* **PROBLEM DESCRIPTION**: Identify all lines of the data containing the string "enumerate" and copy them.

GIVEN DATA START

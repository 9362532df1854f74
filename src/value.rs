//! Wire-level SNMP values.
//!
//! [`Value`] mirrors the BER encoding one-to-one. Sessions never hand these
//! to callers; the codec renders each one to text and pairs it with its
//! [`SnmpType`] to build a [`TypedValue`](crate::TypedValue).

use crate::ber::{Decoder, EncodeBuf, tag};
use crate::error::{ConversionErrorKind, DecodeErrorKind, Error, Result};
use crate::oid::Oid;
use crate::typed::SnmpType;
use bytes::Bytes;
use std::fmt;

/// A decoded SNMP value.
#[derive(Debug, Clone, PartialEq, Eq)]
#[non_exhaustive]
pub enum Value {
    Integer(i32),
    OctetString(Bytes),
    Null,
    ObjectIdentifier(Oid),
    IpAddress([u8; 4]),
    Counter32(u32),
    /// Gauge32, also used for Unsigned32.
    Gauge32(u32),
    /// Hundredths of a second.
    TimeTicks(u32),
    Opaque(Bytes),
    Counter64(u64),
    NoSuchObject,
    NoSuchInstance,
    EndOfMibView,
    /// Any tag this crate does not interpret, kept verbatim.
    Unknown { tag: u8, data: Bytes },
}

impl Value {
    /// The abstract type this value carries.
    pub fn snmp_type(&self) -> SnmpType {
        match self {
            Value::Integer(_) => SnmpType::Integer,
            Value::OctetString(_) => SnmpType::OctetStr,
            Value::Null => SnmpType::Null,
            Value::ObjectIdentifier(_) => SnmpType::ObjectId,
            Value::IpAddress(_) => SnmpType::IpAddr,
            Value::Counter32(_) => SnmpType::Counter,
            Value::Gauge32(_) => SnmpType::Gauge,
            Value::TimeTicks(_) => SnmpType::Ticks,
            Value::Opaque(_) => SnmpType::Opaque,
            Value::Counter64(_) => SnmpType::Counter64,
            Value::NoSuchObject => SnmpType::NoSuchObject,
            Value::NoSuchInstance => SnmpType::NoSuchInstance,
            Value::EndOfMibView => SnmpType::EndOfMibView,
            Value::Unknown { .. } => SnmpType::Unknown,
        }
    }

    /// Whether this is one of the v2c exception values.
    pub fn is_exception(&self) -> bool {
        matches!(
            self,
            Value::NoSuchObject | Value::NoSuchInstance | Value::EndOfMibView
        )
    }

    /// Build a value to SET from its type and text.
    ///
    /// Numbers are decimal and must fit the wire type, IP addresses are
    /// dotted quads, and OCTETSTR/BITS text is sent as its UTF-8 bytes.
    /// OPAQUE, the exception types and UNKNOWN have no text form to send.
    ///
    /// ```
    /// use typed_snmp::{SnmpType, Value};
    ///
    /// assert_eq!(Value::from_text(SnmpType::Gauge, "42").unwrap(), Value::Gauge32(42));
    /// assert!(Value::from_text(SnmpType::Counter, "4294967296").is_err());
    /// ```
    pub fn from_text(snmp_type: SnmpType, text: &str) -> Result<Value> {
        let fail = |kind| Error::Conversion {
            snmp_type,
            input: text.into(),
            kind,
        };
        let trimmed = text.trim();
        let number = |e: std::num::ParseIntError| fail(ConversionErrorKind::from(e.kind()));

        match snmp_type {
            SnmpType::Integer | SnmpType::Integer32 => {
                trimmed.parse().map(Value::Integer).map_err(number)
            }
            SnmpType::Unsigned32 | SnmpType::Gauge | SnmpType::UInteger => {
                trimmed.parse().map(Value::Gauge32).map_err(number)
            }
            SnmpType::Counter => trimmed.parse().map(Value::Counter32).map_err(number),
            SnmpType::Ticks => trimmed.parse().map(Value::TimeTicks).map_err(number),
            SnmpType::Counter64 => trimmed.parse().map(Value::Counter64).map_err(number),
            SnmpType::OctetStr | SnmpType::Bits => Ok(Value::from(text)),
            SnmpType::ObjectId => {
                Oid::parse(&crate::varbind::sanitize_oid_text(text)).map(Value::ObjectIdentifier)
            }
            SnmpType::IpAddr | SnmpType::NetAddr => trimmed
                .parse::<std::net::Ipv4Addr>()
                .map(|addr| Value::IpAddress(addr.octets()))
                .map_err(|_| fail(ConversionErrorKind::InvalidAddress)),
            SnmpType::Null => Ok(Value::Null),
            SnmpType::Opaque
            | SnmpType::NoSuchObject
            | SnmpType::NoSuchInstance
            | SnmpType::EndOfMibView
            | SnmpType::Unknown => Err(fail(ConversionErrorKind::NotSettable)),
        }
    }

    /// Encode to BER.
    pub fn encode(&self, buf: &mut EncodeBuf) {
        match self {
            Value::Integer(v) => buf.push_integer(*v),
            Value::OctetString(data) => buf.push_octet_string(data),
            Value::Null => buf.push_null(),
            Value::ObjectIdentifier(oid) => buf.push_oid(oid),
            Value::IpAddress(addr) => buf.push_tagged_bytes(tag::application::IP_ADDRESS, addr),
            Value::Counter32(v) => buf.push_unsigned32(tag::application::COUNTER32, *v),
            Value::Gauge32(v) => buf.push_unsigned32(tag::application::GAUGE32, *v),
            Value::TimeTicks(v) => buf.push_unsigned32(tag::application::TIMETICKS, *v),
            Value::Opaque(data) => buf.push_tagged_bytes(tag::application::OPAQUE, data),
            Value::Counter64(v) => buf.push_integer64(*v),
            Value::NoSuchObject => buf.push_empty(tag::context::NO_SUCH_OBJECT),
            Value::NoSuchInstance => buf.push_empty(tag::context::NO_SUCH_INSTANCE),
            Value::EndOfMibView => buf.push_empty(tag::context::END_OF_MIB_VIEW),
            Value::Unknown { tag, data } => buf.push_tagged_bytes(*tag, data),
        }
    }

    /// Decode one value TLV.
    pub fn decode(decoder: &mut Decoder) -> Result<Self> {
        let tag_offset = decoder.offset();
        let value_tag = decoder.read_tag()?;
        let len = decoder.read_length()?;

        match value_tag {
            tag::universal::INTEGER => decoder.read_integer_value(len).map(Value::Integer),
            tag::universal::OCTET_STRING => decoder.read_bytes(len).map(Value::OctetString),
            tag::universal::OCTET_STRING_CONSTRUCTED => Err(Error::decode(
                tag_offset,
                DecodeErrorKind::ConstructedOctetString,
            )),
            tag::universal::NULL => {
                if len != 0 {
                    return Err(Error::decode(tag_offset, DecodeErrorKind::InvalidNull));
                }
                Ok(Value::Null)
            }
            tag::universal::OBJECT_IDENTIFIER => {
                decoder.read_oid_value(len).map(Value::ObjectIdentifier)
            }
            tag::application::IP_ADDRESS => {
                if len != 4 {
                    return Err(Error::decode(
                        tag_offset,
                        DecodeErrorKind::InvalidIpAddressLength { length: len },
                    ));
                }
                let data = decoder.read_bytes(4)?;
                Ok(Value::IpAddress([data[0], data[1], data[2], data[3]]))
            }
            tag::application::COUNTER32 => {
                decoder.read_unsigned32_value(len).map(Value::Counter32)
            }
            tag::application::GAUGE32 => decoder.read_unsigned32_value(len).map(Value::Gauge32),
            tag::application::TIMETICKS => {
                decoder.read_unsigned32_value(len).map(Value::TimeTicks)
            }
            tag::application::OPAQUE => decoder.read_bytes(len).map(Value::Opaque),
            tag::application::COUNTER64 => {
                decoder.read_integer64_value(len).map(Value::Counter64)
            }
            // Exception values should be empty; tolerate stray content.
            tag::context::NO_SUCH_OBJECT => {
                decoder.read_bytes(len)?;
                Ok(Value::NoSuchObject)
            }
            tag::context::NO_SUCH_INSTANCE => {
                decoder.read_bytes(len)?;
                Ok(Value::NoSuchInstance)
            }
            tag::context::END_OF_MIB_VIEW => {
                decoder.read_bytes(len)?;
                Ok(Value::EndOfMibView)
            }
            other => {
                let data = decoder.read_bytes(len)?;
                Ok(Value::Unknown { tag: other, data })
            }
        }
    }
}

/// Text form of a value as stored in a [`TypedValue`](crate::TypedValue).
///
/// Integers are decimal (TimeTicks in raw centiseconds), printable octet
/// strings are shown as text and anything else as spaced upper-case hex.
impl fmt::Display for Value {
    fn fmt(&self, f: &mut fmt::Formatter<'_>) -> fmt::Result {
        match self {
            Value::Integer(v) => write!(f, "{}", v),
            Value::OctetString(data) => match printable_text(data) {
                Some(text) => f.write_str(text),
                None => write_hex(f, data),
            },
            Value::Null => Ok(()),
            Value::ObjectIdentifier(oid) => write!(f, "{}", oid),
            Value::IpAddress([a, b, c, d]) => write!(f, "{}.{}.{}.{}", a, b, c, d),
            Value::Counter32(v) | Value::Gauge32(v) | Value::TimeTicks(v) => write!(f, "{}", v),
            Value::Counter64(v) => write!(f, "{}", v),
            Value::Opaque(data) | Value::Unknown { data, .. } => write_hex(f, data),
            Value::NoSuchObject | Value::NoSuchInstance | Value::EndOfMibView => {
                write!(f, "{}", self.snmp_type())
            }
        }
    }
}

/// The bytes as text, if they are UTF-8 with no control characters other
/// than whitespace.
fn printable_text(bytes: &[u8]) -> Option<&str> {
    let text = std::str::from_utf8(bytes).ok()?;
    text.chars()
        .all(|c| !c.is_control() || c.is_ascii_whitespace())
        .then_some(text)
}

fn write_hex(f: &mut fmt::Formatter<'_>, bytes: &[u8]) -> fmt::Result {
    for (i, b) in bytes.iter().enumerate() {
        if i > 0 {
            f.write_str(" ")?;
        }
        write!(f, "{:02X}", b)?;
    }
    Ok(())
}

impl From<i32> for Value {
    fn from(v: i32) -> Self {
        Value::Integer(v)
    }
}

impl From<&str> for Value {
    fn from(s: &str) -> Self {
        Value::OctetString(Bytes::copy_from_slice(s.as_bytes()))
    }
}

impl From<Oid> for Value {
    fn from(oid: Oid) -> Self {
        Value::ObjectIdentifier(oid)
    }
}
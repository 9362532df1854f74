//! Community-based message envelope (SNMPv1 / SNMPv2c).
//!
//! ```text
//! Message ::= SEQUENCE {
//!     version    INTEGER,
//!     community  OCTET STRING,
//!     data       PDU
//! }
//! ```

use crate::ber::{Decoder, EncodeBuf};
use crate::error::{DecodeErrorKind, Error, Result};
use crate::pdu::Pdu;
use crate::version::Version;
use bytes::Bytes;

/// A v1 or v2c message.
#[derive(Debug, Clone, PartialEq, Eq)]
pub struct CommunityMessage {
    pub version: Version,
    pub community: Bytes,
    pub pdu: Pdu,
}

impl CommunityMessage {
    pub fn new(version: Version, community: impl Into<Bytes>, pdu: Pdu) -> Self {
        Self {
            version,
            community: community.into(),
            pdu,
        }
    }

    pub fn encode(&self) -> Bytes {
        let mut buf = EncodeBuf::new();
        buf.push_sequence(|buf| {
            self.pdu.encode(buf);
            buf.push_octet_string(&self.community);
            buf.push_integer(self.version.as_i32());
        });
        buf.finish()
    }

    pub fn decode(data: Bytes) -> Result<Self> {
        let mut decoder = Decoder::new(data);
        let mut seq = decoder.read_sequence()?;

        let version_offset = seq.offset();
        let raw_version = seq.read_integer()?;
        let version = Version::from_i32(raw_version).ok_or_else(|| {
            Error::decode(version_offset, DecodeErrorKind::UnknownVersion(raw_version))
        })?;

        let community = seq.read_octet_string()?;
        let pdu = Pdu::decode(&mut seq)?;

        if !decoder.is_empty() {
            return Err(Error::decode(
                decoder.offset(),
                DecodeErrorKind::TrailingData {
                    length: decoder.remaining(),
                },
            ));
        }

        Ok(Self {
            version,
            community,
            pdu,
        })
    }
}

GIVEN DATA END
GIVEN DATA START

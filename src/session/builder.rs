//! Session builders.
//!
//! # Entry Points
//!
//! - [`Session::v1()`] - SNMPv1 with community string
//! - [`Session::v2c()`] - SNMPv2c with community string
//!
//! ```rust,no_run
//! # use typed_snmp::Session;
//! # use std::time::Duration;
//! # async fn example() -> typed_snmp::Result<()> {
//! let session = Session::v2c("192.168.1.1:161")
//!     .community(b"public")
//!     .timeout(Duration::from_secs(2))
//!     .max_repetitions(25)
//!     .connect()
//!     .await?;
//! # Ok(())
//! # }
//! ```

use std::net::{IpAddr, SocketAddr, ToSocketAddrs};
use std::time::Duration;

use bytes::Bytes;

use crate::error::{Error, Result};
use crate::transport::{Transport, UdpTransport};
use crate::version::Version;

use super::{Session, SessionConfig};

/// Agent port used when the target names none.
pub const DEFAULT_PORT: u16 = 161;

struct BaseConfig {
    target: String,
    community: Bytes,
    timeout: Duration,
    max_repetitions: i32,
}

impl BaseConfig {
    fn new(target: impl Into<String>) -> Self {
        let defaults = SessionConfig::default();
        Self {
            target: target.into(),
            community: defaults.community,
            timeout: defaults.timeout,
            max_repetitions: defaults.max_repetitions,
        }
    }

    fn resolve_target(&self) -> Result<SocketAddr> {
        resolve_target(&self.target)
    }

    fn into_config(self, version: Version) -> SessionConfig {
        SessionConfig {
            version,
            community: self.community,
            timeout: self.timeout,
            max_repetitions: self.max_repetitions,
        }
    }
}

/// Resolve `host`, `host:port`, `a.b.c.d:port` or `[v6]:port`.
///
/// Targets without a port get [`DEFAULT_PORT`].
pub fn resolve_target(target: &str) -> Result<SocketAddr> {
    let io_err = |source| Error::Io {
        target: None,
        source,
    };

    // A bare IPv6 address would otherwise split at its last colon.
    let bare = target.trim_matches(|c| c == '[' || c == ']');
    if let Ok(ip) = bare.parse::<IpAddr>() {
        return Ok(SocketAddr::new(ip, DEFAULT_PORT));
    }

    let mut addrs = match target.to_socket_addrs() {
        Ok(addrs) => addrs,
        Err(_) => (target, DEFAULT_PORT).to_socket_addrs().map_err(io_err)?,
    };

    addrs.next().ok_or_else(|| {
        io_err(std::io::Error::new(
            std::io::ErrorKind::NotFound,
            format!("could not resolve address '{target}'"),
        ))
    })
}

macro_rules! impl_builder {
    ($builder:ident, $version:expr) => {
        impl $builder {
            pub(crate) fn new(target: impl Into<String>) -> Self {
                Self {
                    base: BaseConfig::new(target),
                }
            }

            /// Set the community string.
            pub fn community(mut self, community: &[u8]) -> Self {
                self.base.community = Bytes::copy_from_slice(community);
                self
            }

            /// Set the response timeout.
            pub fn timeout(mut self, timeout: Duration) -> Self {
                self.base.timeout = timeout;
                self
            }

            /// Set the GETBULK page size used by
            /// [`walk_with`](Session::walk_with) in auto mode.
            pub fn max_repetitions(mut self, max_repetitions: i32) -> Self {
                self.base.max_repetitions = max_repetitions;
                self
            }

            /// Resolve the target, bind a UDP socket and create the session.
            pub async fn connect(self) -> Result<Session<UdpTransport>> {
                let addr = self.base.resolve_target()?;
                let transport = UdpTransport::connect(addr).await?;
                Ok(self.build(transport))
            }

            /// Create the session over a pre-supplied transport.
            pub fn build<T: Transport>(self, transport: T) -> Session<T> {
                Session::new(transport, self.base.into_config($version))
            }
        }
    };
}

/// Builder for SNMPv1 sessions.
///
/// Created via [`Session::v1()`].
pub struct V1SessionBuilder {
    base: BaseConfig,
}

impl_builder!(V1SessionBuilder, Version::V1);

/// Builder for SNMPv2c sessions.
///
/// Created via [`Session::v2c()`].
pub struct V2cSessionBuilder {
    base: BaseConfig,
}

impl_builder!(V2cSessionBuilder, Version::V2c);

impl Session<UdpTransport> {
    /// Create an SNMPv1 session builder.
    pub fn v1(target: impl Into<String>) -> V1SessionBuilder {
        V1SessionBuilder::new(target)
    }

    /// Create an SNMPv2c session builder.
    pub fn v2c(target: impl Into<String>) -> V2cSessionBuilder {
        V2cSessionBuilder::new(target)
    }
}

GIVEN DATA END
GIVEN DATA START

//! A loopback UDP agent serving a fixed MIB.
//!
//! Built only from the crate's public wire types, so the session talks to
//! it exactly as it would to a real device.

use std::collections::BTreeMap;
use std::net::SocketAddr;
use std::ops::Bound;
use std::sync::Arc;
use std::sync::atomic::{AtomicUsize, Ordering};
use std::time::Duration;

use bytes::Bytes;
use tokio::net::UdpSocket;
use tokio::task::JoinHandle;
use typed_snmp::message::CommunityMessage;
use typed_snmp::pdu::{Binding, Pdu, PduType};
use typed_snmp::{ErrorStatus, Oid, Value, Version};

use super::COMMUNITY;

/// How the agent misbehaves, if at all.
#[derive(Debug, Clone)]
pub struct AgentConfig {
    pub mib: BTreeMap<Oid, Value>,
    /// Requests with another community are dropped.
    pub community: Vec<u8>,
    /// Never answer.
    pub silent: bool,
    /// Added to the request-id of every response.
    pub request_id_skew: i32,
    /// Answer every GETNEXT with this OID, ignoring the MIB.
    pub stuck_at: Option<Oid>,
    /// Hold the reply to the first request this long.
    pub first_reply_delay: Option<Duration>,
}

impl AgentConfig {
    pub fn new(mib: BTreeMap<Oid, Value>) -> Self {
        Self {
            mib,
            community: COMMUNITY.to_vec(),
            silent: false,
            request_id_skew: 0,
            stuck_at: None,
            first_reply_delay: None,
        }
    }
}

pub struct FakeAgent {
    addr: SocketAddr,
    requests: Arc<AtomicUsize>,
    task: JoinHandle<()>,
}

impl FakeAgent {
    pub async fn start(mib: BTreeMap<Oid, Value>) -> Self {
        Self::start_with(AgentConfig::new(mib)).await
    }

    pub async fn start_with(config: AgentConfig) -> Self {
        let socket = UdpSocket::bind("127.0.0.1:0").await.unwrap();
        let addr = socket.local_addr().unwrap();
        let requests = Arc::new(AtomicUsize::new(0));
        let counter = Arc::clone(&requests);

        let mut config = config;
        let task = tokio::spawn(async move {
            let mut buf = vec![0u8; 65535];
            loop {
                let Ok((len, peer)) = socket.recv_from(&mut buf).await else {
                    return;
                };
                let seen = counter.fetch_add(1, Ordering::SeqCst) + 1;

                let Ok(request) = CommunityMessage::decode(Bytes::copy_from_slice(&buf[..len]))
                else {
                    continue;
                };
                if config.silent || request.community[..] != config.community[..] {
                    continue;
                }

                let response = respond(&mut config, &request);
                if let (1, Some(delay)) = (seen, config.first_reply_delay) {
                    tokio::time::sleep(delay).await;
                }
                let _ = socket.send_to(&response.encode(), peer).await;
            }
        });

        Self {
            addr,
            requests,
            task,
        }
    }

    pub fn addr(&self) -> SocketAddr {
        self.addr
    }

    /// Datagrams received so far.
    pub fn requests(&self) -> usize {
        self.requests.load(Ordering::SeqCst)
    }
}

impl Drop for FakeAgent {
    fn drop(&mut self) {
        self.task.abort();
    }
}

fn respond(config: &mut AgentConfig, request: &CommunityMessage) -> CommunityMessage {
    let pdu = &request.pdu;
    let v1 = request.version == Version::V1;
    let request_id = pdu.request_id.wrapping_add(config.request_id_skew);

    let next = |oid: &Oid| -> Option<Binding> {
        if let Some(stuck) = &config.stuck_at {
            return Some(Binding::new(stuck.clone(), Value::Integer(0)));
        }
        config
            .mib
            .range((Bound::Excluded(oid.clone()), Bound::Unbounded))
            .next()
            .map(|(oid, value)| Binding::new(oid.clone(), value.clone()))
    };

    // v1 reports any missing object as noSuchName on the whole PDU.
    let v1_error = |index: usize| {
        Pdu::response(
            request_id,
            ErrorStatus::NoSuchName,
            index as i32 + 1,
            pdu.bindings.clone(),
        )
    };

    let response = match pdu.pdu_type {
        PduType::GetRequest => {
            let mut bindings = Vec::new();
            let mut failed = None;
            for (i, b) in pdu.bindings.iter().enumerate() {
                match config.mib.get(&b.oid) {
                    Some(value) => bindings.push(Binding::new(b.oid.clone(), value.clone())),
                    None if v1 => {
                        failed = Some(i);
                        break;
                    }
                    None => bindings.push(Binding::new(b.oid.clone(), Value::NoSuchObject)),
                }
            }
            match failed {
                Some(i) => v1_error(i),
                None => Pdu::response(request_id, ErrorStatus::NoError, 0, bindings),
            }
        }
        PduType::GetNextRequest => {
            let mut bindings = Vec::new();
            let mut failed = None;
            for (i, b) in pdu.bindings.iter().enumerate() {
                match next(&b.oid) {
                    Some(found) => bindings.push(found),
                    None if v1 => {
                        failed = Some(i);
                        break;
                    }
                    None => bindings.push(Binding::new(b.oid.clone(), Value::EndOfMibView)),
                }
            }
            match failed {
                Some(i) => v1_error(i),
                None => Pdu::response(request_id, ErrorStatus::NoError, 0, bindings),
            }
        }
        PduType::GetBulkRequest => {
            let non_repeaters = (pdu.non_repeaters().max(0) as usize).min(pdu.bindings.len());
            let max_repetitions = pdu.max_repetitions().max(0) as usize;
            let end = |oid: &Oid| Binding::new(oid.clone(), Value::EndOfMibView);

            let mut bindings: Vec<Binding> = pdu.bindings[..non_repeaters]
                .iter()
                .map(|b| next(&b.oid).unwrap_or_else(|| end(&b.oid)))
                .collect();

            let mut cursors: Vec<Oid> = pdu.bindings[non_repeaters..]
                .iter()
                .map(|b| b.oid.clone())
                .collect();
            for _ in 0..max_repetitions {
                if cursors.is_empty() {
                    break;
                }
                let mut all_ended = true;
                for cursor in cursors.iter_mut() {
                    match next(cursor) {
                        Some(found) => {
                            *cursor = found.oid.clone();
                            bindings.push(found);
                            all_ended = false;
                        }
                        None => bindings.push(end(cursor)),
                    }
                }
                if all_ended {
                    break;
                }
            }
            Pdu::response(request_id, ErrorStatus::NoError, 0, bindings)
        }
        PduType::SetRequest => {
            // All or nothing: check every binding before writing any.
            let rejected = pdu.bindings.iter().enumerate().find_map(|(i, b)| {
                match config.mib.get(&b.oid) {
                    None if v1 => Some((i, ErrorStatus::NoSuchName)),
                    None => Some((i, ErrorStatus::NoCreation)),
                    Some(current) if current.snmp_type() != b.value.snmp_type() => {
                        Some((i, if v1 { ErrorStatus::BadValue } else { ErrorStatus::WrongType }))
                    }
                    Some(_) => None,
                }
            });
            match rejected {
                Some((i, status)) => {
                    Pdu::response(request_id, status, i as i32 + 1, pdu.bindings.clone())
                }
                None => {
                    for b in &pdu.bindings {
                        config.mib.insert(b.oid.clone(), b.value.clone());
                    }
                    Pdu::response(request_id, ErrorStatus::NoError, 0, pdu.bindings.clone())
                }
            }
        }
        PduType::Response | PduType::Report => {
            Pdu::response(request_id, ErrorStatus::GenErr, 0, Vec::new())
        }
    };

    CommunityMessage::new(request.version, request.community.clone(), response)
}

GIVEN DATA END

* **ANSWER SPACE**:
    for (i, b) in bytes.iter().enumerate() {
            for (i, b) in pdu.bindings.iter().enumerate() {
            for (i, b) in pdu.bindings.iter().enumerate() {
            let rejected = pdu.bindings.iter().enumerate().find_map(|(i, b)| {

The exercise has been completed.